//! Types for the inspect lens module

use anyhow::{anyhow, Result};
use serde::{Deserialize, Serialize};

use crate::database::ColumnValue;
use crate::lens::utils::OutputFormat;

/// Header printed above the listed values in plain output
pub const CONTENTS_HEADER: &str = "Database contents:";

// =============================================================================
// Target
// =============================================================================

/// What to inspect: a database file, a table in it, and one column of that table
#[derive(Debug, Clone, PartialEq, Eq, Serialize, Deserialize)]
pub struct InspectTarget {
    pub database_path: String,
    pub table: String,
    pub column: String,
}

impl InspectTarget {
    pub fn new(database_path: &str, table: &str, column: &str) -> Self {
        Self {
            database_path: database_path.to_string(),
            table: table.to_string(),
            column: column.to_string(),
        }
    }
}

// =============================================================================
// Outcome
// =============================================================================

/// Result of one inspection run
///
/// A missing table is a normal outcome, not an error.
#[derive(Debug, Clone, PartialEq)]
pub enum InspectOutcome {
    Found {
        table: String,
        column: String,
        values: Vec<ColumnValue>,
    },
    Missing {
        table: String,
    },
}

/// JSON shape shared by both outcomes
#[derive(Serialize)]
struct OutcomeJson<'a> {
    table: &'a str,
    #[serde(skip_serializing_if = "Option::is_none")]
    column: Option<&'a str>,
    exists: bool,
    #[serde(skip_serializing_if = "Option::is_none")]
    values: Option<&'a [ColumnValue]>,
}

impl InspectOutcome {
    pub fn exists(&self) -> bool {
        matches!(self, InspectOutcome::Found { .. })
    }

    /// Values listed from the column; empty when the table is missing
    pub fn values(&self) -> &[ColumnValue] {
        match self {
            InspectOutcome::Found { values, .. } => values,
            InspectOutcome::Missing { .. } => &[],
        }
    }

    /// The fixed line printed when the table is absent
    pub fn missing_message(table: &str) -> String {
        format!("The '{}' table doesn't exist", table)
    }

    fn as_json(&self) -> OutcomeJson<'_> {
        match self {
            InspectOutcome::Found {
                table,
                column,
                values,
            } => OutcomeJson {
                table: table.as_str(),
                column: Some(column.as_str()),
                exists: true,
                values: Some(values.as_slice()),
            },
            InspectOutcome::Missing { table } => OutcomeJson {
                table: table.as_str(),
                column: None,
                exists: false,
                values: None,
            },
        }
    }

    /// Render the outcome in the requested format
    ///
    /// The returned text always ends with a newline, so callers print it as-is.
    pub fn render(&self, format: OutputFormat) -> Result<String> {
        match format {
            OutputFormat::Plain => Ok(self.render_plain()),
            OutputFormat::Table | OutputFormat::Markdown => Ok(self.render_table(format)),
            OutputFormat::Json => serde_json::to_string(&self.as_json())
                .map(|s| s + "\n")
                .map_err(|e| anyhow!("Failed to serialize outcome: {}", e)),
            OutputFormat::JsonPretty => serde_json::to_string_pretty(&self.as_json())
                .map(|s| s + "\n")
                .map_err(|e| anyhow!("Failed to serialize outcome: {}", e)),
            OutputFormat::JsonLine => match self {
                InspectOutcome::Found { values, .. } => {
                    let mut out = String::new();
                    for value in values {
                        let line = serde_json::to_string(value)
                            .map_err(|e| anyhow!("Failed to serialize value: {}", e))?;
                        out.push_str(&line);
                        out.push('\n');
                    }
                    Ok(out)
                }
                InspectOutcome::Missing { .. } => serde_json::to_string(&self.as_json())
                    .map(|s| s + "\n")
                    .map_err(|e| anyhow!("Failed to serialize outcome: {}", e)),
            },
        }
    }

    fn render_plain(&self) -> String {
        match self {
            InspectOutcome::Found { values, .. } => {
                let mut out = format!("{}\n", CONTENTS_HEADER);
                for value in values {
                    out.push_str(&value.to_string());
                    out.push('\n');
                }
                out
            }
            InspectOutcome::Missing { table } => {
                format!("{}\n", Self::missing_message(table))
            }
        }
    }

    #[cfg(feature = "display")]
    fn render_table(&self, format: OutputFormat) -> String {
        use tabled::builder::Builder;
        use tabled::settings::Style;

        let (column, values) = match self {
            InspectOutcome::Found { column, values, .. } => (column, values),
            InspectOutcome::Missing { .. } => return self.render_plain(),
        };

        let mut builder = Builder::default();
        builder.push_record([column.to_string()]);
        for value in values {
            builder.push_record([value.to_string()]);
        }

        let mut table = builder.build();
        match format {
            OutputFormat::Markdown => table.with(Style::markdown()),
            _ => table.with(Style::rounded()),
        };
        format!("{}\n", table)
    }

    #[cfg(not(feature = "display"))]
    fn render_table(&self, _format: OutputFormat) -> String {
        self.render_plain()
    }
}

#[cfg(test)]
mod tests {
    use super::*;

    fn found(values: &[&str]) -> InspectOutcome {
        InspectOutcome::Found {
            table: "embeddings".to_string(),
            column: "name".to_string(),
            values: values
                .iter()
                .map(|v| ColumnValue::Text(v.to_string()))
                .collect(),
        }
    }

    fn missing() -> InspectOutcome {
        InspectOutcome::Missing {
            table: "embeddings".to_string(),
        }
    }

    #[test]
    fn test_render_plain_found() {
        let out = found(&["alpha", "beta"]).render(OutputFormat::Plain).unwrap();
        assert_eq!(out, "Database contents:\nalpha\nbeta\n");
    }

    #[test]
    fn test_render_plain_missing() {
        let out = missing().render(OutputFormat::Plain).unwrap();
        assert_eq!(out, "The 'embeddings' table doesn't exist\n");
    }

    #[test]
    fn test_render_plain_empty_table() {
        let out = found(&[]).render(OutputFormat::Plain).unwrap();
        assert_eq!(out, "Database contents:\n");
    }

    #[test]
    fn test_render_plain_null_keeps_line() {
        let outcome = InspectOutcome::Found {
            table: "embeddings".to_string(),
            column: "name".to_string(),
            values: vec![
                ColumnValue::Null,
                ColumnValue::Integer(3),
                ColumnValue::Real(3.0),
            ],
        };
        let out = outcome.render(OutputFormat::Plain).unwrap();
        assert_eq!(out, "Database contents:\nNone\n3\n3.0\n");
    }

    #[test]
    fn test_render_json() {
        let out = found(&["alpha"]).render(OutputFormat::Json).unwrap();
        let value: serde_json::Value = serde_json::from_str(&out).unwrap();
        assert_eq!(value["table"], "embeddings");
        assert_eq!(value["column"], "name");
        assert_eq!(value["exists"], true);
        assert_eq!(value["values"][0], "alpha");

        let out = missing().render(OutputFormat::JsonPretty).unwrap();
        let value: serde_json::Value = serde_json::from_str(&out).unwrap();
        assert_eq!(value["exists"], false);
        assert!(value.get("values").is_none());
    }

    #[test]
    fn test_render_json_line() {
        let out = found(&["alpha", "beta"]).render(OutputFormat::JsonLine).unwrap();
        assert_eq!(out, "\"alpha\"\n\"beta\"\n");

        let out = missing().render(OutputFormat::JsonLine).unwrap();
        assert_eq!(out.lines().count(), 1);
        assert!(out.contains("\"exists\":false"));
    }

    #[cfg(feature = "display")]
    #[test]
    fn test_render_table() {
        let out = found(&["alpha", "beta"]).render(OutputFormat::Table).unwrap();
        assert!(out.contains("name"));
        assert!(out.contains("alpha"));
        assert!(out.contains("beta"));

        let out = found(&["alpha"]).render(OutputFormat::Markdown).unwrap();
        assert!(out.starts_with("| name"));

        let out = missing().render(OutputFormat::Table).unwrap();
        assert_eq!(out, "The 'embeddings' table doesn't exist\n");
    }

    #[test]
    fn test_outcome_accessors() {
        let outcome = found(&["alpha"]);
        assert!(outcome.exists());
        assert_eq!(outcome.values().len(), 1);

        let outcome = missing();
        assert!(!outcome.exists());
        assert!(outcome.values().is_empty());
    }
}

◇ ◇ ◇

**TASK DESCRIPTION:** Go through the records and copy each one exactly.

**ANSWER AREA:**
//! Types for the inspect lens module

use anyhow::{anyhow, Result};
use serde::{Deserialize, Serialize};

use crate::database::ColumnValue;
use crate::lens::utils::OutputFormat;

/// Header printed above the listed values in plain output
pub const CONTENTS_HEADER: &str = "Database contents:";

// =============================================================================
// Target
// =============================================================================

/// What to inspect: a database file, a table in it, and one column of that table
#[derive(Debug, Clone, PartialEq, Eq, Serialize, Deserialize)]
pub struct InspectTarget {
    pub database_path: String,
    pub table: String,
    pub column: String,
}

impl InspectTarget {
    pub fn new(database_path: &str, table: &str, column: &str) -> Self {
        Self {
            database_path: database_path.to_string(),
            table: table.to_string(),
            column: column.to_string(),
        }
    }
}

// =============================================================================
// Outcome
// =============================================================================

/// Result of one inspection run
///
/// A missing table is a normal outcome, not an error.
#[derive(Debug, Clone, PartialEq)]
pub enum InspectOutcome {
    Found {
        table: String,
        column: String,
        values: Vec<ColumnValue>,
    },
    Missing {
        table: String,
    },
}

/// JSON shape shared by both outcomes
#[derive(Serialize)]
struct OutcomeJson<'a> {
    table: &'a str,
    #[serde(skip_serializing_if = "Option::is_none")]
    column: Option<&'a str>,
    exists: bool,
    #[serde(skip_serializing_if = "Option::is_none")]
    values: Option<&'a [ColumnValue]>,
}

impl InspectOutcome {
    pub fn exists(&self) -> bool {
        matches!(self, InspectOutcome::Found { .. })
    }

    /// Values listed from the column; empty when the table is missing
    pub fn values(&self) -> &[ColumnValue] {
        match self {
            InspectOutcome::Found { values, .. } => values,
            InspectOutcome::Missing { .. } => &[],
        }
    }

    /// The fixed line printed when the table is absent
    pub fn missing_message(table: &str) -> String {
        format!("The '{}' table doesn't exist", table)
    }

    fn as_json(&self) -> OutcomeJson<'_> {
        match self {
            InspectOutcome::Found {
                table,
                column,
                values,
            } => OutcomeJson {
                table: table.as_str(),
                column: Some(column.as_str()),
                exists: true,
                values: Some(values.as_slice()),
            },
            InspectOutcome::Missing { table } => OutcomeJson {
                table: table.as_str(),
                column: None,
                exists: false,
                values: None,
            },
        }
    }

    /// Render the outcome in the requested format
    ///
    /// The returned text always ends with a newline, so callers print it as-is.
    pub fn render(&self, format: OutputFormat) -> Result<String> {
        match format {
            OutputFormat::Plain => Ok(self.render_plain()),
            OutputFormat::Table | OutputFormat::Markdown => Ok(self.render_table(format)),
            OutputFormat::Json => serde_json::to_string(&self.as_json())
                .map(|s| s + "\n")
                .map_err(|e| anyhow!("Failed to serialize outcome: {}", e)),
            OutputFormat::JsonPretty => serde_json::to_string_pretty(&self.as_json())
                .map(|s| s + "\n")
                .map_err(|e| anyhow!("Failed to serialize outcome: {}", e)),
            OutputFormat::JsonLine => match self {
                InspectOutcome::Found { values, .. } => {
                    let mut out = String::new();
                    for value in values {
                        let line = serde_json::to_string(value)
                            .map_err(|e| anyhow!("Failed to serialize value: {}", e))?;
                        out.push_str(&line);
                        out.push('\n');
                    }
                    Ok(out)
                }
                InspectOutcome::Missing { .. } => serde_json::to_string(&self.as_json())
                    .map(|s| s + "\n")
                    .map_err(|e| anyhow!("Failed to serialize outcome: {}", e)),
            },
        }
    }

    fn render_plain(&self) -> String {
        match self {
            InspectOutcome::Found { values, .. } => {
                let mut out = format!("{}\n", CONTENTS_HEADER);
                for value in values {
                    out.push_str(&value.to_string());
                    out.push('\n');
                }
                out
            }
            InspectOutcome::Missing { table } => {
                format!("{}\n", Self::missing_message(table))
            }
        }
    }

    #[cfg(feature = "display")]
    fn render_table(&self, format: OutputFormat) -> String {
        use tabled::builder::Builder;
        use tabled::settings::Style;

        let (column, values) = match self {
            InspectOutcome::Found { column, values, .. } => (column, values),
            InspectOutcome::Missing { .. } => return self.render_plain(),
        };

        let mut builder = Builder::default();
        builder.push_record([column.to_string()]);
        for value in values {
            builder.push_record([value.to_string()]);
        }

        let mut table = builder.build();
        match format {
            OutputFormat::Markdown => table.with(Style::markdown()),
            _ => table.with(Style::rounded()),
        };
        format!("{}\n", table)
    }

    #[cfg(not(feature = "display"))]
    fn render_table(&self, _format: OutputFormat) -> String {
        self.render_plain()
    }
}

#[cfg(test)]
mod tests {
    use super::*;

    fn found(values: &[&str]) -> InspectOutcome {
        InspectOutcome::Found {
            table: "embeddings".to_string(),
            column: "name".to_string(),
            values: values
                .iter()
                .map(|v| ColumnValue::Text(v.to_string()))
                .collect(),
        }
    }

    fn missing() -> InspectOutcome {
        InspectOutcome::Missing {
            table: "embeddings".to_string(),
        }
    }

    #[test]
    fn test_render_plain_found() {
        let out = found(&["alpha", "beta"]).render(OutputFormat::Plain).unwrap();
        assert_eq!(out, "Database contents:\nalpha\nbeta\n");
    }

    #[test]
    fn test_render_plain_missing() {
        let out = missing().render(OutputFormat::Plain).unwrap();
        assert_eq!(out, "The 'embeddings' table doesn't exist\n");
    }

    #[test]
    fn test_render_plain_empty_table() {
        let out = found(&[]).render(OutputFormat::Plain).unwrap();
        assert_eq!(out, "Database contents:\n");
    }

    #[test]
    fn test_render_plain_null_keeps_line() {
        let outcome = InspectOutcome::Found {
            table: "embeddings".to_string(),
            column: "name".to_string(),
            values: vec![
                ColumnValue::Null,
                ColumnValue::Integer(3),
                ColumnValue::Real(3.0),
            ],
        };
        let out = outcome.render(OutputFormat::Plain).unwrap();
        assert_eq!(out, "Database contents:\nNone\n3\n3.0\n");
    }

    #[test]
    fn test_render_json() {
        let out = found(&["alpha"]).render(OutputFormat::Json).unwrap();
        let value: serde_json::Value = serde_json::from_str(&out).unwrap();
        assert_eq!(value["table"], "embeddings");
        assert_eq!(value["column"], "name");
        assert_eq!(value["exists"], true);
        assert_eq!(value["values"][0], "alpha");

        let out = missing().render(OutputFormat::JsonPretty).unwrap();
        let value: serde_json::Value = serde_json::from_str(&out).unwrap();
        assert_eq!(value["exists"], false);
        assert!(value.get("values").is_none());
    }

    #[test]
    fn test_render_json_line() {
        let out = found(&["alpha", "beta"]).render(OutputFormat::JsonLine).unwrap();
        assert_eq!(out, "\"alpha\"\n\"beta\"\n");

        let out = missing().render(OutputFormat::JsonLine).unwrap();
        assert_eq!(out.lines().count(), 1);
        assert!(out.contains("\"exists\":false"));
    }

    #[cfg(feature = "display")]
    #[test]
    fn test_render_table() {
        let out = found(&["alpha", "beta"]).render(OutputFormat::Table).unwrap();
        assert!(out.contains("name"));
        assert!(out.contains("alpha"));
        assert!(out.contains("beta"));

        let out = found(&["alpha"]).render(OutputFormat::Markdown).unwrap();
        assert!(out.starts_with("| name"));

        let out = missing().render(OutputFormat::Table).unwrap();
        assert_eq!(out, "The 'embeddings' table doesn't exist\n");
    }

    #[test]
    fn test_outcome_accessors() {
        let outcome = found(&["alpha"]);
        assert!(outcome.exists());
        assert_eq!(outcome.values().len(), 1);

        let outcome = missing();
        assert!(!outcome.exists());
        assert!(outcome.values().is_empty());
    }
}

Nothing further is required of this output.